##### Data for review #####

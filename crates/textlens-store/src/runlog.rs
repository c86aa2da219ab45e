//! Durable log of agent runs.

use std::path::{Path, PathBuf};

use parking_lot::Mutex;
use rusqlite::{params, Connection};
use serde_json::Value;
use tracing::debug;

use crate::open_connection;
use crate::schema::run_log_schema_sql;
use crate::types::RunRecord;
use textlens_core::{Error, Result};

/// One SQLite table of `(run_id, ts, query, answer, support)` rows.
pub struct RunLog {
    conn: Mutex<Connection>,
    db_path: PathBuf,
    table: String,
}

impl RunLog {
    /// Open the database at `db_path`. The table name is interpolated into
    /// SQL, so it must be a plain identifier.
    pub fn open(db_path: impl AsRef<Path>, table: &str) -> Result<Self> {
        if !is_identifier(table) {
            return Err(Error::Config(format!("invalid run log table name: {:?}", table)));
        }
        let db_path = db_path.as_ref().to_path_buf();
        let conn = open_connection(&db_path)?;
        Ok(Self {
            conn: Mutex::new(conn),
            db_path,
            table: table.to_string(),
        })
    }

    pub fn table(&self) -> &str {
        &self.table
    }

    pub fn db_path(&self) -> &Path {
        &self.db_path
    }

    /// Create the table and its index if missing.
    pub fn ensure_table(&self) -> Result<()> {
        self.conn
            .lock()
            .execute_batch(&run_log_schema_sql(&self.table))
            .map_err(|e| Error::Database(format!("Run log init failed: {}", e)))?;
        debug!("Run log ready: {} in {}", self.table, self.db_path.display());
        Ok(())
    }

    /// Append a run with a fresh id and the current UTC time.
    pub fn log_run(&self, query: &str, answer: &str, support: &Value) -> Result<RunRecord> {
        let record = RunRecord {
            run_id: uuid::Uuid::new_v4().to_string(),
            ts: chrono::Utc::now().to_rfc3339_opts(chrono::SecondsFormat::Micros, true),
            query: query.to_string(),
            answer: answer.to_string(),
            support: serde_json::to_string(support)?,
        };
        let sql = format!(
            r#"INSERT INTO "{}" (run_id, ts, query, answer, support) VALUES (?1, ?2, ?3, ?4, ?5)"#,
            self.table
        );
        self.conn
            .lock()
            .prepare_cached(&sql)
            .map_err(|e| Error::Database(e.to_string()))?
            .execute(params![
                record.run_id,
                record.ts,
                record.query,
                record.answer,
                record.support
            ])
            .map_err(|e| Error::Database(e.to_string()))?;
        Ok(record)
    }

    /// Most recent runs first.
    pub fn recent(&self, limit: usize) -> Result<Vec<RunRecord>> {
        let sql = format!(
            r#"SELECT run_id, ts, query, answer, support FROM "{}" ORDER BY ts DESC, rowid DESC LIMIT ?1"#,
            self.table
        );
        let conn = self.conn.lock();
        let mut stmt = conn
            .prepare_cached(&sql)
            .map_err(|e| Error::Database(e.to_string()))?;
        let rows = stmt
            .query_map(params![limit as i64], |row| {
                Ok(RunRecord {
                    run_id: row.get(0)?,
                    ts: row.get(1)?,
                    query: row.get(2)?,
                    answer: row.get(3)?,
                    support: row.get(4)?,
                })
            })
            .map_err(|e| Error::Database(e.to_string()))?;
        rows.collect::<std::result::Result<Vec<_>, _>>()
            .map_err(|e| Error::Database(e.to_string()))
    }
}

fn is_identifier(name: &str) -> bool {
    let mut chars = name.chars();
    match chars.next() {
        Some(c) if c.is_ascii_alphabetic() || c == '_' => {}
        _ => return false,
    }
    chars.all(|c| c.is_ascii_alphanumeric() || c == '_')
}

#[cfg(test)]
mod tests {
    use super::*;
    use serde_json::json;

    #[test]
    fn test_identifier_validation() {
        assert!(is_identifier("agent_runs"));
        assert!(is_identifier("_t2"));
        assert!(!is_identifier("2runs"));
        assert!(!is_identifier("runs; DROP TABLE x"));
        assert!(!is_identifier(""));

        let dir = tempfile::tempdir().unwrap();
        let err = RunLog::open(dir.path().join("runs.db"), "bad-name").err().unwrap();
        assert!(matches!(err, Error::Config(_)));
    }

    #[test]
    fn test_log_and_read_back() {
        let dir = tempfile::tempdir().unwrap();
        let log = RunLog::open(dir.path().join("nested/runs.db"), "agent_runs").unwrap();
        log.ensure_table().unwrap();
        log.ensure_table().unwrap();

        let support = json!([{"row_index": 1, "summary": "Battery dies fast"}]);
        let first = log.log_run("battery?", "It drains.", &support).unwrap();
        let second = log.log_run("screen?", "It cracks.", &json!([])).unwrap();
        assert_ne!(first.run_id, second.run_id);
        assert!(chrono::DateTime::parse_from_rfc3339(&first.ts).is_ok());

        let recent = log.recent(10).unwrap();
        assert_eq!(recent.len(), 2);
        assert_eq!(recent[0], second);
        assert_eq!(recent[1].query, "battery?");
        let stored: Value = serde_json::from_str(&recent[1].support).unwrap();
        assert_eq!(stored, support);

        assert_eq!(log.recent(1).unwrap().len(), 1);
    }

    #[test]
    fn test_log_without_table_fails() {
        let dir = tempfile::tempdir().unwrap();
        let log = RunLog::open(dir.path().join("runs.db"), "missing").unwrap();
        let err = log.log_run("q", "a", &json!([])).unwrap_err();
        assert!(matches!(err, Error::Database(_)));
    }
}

#####
##### Data for review #####

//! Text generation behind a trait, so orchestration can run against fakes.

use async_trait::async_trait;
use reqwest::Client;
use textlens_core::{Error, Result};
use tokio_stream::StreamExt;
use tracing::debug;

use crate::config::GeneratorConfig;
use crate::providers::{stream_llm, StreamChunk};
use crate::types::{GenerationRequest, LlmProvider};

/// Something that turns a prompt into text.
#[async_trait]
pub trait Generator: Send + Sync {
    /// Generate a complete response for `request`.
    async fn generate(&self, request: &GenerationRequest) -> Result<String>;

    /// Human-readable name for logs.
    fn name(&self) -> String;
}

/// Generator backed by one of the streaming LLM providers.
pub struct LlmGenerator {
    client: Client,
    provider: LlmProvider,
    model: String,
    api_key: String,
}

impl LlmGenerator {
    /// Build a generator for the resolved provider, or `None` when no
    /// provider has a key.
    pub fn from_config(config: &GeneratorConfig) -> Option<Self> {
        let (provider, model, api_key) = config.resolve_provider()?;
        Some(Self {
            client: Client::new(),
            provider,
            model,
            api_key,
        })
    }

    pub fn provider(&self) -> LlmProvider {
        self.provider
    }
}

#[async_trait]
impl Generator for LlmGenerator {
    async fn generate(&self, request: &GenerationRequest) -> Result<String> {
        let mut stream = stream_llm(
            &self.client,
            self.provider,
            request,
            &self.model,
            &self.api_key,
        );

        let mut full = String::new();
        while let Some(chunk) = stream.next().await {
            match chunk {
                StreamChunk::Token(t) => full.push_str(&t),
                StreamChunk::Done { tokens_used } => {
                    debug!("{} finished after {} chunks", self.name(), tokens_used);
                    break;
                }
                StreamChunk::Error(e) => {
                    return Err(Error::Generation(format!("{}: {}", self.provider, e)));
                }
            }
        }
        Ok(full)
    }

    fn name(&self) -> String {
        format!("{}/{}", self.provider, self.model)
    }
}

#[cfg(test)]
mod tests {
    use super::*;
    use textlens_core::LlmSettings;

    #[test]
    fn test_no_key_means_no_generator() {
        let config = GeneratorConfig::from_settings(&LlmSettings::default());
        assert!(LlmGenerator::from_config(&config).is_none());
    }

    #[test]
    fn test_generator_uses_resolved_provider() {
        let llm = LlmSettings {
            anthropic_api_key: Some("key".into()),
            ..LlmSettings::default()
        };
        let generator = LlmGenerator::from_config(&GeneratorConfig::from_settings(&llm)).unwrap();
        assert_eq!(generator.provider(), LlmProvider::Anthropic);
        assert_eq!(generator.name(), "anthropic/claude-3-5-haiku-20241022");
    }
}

#####

| Task statement |
Search the entries above for lines holding the string "providers", then report only how many there are.

| Answer space |
2